Activity =
Below are the records. Retype exactly the lines between the lines holding "filename crates/core/src/encoding/keycode/mod.rs" and "the field type", inclusive.

Records for the exercise =
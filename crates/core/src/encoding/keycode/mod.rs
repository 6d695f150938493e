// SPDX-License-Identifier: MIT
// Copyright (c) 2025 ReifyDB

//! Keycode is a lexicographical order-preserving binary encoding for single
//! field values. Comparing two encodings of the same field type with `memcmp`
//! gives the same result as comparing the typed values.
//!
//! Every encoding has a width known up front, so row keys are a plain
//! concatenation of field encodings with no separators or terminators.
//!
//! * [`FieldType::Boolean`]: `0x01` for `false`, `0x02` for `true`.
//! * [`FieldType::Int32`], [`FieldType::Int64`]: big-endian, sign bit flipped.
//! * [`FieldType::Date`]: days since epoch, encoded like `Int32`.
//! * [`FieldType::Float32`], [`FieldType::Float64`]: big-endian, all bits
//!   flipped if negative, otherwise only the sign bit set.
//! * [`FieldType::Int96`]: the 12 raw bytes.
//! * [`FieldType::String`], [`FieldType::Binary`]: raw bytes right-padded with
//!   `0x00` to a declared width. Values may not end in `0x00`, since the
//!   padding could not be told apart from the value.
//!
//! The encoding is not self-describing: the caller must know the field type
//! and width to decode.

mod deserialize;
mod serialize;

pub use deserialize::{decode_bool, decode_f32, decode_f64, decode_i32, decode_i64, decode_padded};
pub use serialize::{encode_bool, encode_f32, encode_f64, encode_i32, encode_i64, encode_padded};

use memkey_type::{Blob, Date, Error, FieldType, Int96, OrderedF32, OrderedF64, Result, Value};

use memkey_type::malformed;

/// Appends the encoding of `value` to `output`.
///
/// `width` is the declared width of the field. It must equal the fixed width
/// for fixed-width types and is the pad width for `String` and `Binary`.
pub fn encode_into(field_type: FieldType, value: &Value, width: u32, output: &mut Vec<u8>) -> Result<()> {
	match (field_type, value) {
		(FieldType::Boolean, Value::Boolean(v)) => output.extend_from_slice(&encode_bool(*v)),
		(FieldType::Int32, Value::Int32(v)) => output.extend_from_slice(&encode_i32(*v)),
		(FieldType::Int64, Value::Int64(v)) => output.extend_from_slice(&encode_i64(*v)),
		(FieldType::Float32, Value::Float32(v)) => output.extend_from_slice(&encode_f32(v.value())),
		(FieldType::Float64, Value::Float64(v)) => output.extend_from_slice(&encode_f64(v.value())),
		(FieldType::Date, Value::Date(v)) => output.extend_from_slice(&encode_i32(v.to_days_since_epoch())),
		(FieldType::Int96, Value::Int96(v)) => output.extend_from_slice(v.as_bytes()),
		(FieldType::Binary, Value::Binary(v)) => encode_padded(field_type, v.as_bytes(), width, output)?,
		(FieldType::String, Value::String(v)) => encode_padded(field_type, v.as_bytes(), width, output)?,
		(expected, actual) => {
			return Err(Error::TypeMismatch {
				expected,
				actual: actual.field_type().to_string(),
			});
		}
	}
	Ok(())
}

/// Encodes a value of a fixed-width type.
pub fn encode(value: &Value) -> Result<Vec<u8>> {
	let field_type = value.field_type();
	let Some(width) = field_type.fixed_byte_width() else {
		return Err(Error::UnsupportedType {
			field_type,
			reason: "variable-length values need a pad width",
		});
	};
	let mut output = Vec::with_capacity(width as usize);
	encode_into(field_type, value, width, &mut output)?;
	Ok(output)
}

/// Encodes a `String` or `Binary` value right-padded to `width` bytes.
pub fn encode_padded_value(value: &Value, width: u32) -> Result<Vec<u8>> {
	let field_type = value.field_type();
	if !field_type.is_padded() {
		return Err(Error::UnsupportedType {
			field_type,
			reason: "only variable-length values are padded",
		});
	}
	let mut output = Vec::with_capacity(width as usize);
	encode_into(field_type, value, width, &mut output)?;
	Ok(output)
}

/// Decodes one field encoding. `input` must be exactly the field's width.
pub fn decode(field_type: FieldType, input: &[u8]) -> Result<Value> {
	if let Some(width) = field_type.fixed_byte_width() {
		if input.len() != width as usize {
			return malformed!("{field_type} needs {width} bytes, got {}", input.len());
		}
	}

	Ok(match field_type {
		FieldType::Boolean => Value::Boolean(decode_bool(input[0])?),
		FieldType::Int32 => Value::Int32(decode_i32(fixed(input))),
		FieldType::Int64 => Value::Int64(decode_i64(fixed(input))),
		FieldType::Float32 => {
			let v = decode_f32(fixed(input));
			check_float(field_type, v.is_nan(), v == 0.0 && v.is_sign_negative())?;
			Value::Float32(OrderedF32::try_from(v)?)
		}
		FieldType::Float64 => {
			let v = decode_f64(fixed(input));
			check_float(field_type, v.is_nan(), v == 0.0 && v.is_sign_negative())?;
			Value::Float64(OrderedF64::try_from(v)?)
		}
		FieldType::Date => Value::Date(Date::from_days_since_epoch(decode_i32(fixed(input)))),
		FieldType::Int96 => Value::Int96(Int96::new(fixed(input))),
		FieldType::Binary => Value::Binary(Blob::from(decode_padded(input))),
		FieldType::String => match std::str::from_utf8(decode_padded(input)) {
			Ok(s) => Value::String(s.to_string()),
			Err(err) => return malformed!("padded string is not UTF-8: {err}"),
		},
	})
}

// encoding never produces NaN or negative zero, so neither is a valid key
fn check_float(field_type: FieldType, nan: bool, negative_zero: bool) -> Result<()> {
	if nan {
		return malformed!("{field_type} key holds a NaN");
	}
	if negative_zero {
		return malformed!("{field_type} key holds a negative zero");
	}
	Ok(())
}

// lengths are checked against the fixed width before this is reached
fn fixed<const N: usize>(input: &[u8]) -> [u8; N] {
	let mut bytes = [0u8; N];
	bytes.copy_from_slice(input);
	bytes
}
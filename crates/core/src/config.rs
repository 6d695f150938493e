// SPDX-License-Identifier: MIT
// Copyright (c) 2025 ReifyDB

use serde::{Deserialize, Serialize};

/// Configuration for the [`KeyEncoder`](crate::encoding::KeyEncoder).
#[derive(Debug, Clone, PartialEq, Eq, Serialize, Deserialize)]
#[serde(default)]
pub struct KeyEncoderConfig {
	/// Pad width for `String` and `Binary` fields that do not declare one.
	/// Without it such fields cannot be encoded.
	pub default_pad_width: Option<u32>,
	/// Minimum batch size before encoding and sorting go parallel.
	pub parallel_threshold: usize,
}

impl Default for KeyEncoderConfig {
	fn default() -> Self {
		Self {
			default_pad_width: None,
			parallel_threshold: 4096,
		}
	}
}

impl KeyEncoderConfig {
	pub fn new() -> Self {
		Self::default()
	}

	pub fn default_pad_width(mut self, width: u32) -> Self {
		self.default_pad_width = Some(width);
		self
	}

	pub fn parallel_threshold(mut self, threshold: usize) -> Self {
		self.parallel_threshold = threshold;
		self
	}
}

==

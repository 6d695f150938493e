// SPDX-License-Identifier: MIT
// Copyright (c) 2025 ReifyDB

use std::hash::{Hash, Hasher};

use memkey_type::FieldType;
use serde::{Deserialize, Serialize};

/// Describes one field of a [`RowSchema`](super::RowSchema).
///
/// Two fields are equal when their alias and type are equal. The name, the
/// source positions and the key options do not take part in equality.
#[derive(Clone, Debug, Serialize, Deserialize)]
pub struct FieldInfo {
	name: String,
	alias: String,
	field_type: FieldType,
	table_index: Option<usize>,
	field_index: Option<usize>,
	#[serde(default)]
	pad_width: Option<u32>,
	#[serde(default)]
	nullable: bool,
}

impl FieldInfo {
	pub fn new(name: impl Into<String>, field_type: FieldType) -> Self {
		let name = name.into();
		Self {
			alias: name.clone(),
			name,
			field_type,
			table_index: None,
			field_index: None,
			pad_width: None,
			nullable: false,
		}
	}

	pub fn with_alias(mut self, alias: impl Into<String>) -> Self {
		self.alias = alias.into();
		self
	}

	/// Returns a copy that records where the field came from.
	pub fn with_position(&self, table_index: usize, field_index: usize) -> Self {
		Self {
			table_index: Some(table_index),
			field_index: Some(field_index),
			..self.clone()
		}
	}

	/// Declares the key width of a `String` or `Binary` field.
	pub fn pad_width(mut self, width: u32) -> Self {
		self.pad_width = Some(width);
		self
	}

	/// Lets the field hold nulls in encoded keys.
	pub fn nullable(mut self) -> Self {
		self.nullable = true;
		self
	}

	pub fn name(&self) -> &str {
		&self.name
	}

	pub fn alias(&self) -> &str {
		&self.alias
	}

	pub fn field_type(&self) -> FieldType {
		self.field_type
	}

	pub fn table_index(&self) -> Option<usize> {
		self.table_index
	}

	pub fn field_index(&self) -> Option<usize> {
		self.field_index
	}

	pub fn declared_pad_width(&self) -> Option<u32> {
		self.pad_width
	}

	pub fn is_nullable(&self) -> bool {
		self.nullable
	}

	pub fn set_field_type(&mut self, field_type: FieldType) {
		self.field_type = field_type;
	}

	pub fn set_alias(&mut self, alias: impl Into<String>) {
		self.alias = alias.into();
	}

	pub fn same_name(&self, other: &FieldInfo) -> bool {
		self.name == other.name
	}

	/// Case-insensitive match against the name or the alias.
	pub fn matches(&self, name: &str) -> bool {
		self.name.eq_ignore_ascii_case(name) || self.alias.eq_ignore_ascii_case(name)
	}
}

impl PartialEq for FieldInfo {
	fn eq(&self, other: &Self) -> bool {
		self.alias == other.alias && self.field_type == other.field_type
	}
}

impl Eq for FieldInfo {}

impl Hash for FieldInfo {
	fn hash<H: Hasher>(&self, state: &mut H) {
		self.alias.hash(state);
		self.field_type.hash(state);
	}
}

Expected answer =
filename crates/core/src/encoding/keycode/mod.rs
repository 6d695f150938493e
// SPDX-License-Identifier: MIT
// Copyright (c) 2025 ReifyDB

//! Keycode is a lexicographical order-preserving binary encoding for single
//! field values. Comparing two encodings of the same field type with `memcmp`
//! gives the same result as comparing the typed values.
//!
//! Every encoding has a width known up front, so row keys are a plain
//! concatenation of field encodings with no separators or terminators.
//!
//! * [`FieldType::Boolean`]: `0x01` for `false`, `0x02` for `true`.
//! * [`FieldType::Int32`], [`FieldType::Int64`]: big-endian, sign bit flipped.
//! * [`FieldType::Date`]: days since epoch, encoded like `Int32`.
//! * [`FieldType::Float32`], [`FieldType::Float64`]: big-endian, all bits
//!   flipped if negative, otherwise only the sign bit set.
//! * [`FieldType::Int96`]: the 12 raw bytes.
//! * [`FieldType::String`], [`FieldType::Binary`]: raw bytes right-padded with
//!   `0x00` to a declared width. Values may not end in `0x00`, since the
//!   padding could not be told apart from the value.
//!
//! The encoding is not self-describing: the caller must know the field type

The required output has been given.